Apesar de a proposta ter sido rejeitada, a Cia. Hering divulgou a intenção da rival de fazer a fusão e abriu espaço para especulações sobre se a varejista de moda básica – até então em baixa na Bolsa – estaria aberta a novas propostas, inclusive de outras empresas do setor.

Os ativos HGTX3 chegaram a saltar 31,87% na máxima do dia na sessão desta quinta-feira (15). Enquanto os papéis da Arezzo chegaram a registrar ganhos de até 10,52% pela manhã, com os investidores e analistas avaliando os prós e contras da operação para as duas varejistas. E apesar de suavizarem um pouco a alta pela tarde, ambas fecharam com valorizações fortíssimas, a Hering com avanço de 28,13%, aos R$ 21,91 e a Arezzo com alta de 8,35% aos $ 80,95, +8,35%.

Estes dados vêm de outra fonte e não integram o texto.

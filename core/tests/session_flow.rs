//! End-to-end session flow against a mock backend and a real file store.

use std::sync::Arc;

use async_trait::async_trait;
use heat_core::default_client;
use heat_core::session::AuthorizationBroker;
use heat_core::session::AuthorizeOutcome;
use heat_core::session::FileSessionStore;
use heat_core::session::HttpTokenExchange;
use heat_core::session::SessionError;
use heat_core::session::SessionManager;
use heat_core::session::SessionStore;
use heat_core::session::SignInOutcome;
use heat_core::session::TOKEN_KEY;
use heat_core::session::USER_KEY;
use pretty_assertions::assert_eq;
use serde_json::json;
use tempfile::TempDir;
use wiremock::Mock;
use wiremock::MockServer;
use wiremock::ResponseTemplate;
use wiremock::matchers::body_json;
use wiremock::matchers::method;
use wiremock::matchers::path;

struct StaticBroker(AuthorizeOutcome);

#[async_trait]
impl AuthorizationBroker for StaticBroker {
    async fn authorize(&self) -> Result<AuthorizeOutcome, SessionError> {
        Ok(self.0.clone())
    }
}

fn manager_for(backend: &MockServer, home: &TempDir, outcome: AuthorizeOutcome) -> SessionManager {
    let exchange = HttpTokenExchange::new(default_client::create_client(), backend.uri());
    let store = FileSessionStore::new(home.path());
    SessionManager::new(Arc::new(StaticBroker(outcome)), Arc::new(exchange), Arc::new(store))
}

#[tokio::test]
async fn sign_in_exchanges_code_and_persists_session() {
    let backend = MockServer::start().await;
    Mock::given(method("POST"))
        .and(path("/authenticate"))
        .and(body_json(json!({ "code": "auth-code" })))
        .respond_with(ResponseTemplate::new(200).set_body_json(json!({
            "token": "abc123",
            "user": {
                "id": "42",
                "avatar_url": "https://x/y.png",
                "name": "Octo",
                "login": "octo"
            }
        })))
        .expect(1)
        .mount(&backend)
        .await;

    let home = TempDir::new().unwrap();
    let manager = manager_for(
        &backend,
        &home,
        AuthorizeOutcome::Granted {
            code: "auth-code".to_string(),
        },
    );

    let outcome = manager.begin_session().await.unwrap();

    assert!(matches!(outcome, SignInOutcome::Established(ref user) if user.login == "octo"));
    assert_eq!(manager.authorization_header(), Some("Bearer abc123".to_string()));
    assert!(!manager.is_establishing());

    let store = FileSessionStore::new(home.path());
    assert_eq!(store.get(TOKEN_KEY).unwrap(), Some("abc123".to_string()));
    assert!(store.get(USER_KEY).unwrap().unwrap().contains("\"login\":\"octo\""));
}

#[tokio::test]
async fn backend_failure_surfaces_typed_error_without_writes() {
    let backend = MockServer::start().await;
    Mock::given(method("POST"))
        .and(path("/authenticate"))
        .respond_with(ResponseTemplate::new(500))
        .expect(1)
        .mount(&backend)
        .await;

    let home = TempDir::new().unwrap();
    let manager = manager_for(
        &backend,
        &home,
        AuthorizeOutcome::Granted {
            code: "auth-code".to_string(),
        },
    );

    let result = manager.begin_session().await;

    assert!(matches!(result, Err(SessionError::InvalidResponse(_))));
    assert_eq!(manager.current_user(), None);
    assert!(!manager.is_establishing());

    let store = FileSessionStore::new(home.path());
    assert_eq!(store.get(USER_KEY).unwrap(), None);
    assert_eq!(store.get(TOKEN_KEY).unwrap(), None);
}

#[tokio::test]
async fn restore_uses_storage_without_calling_the_backend() {
    let backend = MockServer::start().await;
    // Any request to the exchange endpoint during restore is a failure.
    Mock::given(method("POST"))
        .and(path("/authenticate"))
        .respond_with(ResponseTemplate::new(500))
        .expect(0)
        .mount(&backend)
        .await;

    let home = TempDir::new().unwrap();
    let store = FileSessionStore::new(home.path());
    store
        .set(
            USER_KEY,
            r#"{"id":"42","login":"octo","name":"Octo","avatar_url":"https://x/y.png"}"#,
        )
        .unwrap();
    store.set(TOKEN_KEY, "abc123").unwrap();

    let manager = manager_for(&backend, &home, AuthorizeOutcome::Cancelled);
    let restored = manager.restore().await.unwrap();

    assert!(restored);
    assert_eq!(manager.current_user().map(|u| u.login), Some("octo".to_string()));
    assert_eq!(manager.bearer_token(), Some("abc123".to_string()));
    assert!(!manager.is_establishing());
}

#[tokio::test]
async fn sign_out_after_sign_in_clears_everything() {
    let backend = MockServer::start().await;
    Mock::given(method("POST"))
        .and(path("/authenticate"))
        .respond_with(ResponseTemplate::new(200).set_body_json(json!({
            "token": "abc123",
            "user": {
                "id": "42",
                "avatar_url": "https://x/y.png",
                "name": "Octo",
                "login": "octo"
            }
        })))
        .mount(&backend)
        .await;

    let home = TempDir::new().unwrap();
    let manager = manager_for(
        &backend,
        &home,
        AuthorizeOutcome::Granted {
            code: "auth-code".to_string(),
        },
    );

    manager.begin_session().await.unwrap();
    manager.end_session().await.unwrap();

    assert_eq!(manager.current_user(), None);
    assert_eq!(manager.authorization_header(), None);

    let store = FileSessionStore::new(home.path());
    assert_eq!(store.get(USER_KEY).unwrap(), None);
    assert_eq!(store.get(TOKEN_KEY).unwrap(), None);
}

Se, por um lado, a Arezzo, até pouco tempo atrás focada em calçados femininos, está expandindo sua atuação e buscando novas oportunidades no setor de moda e têxtil, por outro, a Cia. Hering, que apresentava resultados fracos antes mesmo da pandemia e estava em baixa na Bolsa, lembrou aos investidores a força que tem a sua marca.

A avaliação dos analistas, como Victor Saragiotto e Pedro Pinto, do Credit Suisse, era de que o momento da transação não poderia ser melhor para a Arezzo, uma vez que os ativos ARZZ3 estão nas máximas históricas, enquanto as ações HGTX3 ainda estavam, até o fechamento da véspera, cerca de 30% abaixo dos níveis pré-pandemia, proporcionando uma relação de troca bastante atrativa para os acionistas da Arezzo.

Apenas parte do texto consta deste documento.